Collected data entries:
☆ ☆ ☆ ☆

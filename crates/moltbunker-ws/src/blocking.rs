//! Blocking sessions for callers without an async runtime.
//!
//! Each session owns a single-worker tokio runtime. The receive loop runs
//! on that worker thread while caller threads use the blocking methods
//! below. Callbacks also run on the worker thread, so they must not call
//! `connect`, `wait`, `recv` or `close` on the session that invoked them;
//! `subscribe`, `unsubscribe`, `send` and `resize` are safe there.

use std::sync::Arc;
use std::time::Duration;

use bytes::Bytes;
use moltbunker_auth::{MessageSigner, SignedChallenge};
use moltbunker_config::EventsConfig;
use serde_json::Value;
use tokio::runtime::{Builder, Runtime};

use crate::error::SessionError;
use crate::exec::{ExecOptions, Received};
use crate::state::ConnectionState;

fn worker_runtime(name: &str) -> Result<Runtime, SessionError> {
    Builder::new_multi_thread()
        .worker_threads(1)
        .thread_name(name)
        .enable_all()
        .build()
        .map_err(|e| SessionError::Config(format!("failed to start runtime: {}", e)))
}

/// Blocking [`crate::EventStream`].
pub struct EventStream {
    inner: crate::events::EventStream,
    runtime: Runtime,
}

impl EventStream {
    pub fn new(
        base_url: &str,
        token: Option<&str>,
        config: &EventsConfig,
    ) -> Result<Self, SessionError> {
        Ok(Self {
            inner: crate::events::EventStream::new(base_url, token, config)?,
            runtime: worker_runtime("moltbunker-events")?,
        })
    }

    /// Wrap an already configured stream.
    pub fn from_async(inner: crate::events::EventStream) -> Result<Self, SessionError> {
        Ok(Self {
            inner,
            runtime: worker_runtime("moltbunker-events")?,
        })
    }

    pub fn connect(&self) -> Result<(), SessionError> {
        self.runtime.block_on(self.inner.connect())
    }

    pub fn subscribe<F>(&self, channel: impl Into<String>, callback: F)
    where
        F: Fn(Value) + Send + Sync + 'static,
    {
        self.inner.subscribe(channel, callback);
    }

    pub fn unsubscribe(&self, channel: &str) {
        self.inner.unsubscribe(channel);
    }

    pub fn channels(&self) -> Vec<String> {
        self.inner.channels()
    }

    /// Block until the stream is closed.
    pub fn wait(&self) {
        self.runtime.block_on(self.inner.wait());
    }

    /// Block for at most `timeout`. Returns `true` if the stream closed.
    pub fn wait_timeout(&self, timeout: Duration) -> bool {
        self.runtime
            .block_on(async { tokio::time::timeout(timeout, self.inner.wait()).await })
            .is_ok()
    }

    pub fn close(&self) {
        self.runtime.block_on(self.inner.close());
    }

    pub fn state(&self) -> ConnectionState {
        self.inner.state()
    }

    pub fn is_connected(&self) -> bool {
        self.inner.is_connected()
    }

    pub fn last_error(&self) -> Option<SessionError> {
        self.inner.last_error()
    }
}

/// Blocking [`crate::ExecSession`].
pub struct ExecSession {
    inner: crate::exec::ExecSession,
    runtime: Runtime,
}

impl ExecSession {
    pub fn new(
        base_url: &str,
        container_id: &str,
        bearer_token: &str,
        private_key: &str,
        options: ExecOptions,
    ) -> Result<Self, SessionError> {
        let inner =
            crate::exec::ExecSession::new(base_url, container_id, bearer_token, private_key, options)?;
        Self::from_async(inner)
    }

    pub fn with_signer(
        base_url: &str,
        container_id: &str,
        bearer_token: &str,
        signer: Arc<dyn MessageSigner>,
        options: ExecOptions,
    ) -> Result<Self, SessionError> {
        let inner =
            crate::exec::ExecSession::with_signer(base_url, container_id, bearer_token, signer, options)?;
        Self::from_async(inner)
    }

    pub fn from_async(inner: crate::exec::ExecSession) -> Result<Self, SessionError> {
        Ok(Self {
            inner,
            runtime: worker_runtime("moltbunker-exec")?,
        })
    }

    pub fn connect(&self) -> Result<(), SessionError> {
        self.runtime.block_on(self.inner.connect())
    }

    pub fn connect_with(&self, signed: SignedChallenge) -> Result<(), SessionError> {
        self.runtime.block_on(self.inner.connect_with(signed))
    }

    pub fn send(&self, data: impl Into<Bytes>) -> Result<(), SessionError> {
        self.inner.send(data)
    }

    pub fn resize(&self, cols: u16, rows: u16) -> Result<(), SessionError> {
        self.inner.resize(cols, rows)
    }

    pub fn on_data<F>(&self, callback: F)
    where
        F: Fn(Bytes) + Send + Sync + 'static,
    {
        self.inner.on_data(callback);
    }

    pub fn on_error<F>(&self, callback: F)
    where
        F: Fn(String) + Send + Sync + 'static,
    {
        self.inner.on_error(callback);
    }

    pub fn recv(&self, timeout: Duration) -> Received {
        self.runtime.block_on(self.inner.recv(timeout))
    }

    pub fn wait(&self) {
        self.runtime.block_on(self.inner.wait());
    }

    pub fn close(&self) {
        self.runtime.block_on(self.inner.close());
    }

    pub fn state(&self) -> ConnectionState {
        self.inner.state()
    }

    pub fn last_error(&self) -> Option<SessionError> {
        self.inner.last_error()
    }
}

☆ ☆ ☆ ☆

What you have to do
Both end lines included, restate word for word the lines above from the line with "stream is closed." to the line with "the stream closed.", and nothing else.

Solution to this task
    /// Block until the stream is closed.
    pub fn wait(&self) {
        self.runtime.block_on(self.inner.wait());
    }

    /// Block for at most `timeout`. Returns `true` if the stream closed.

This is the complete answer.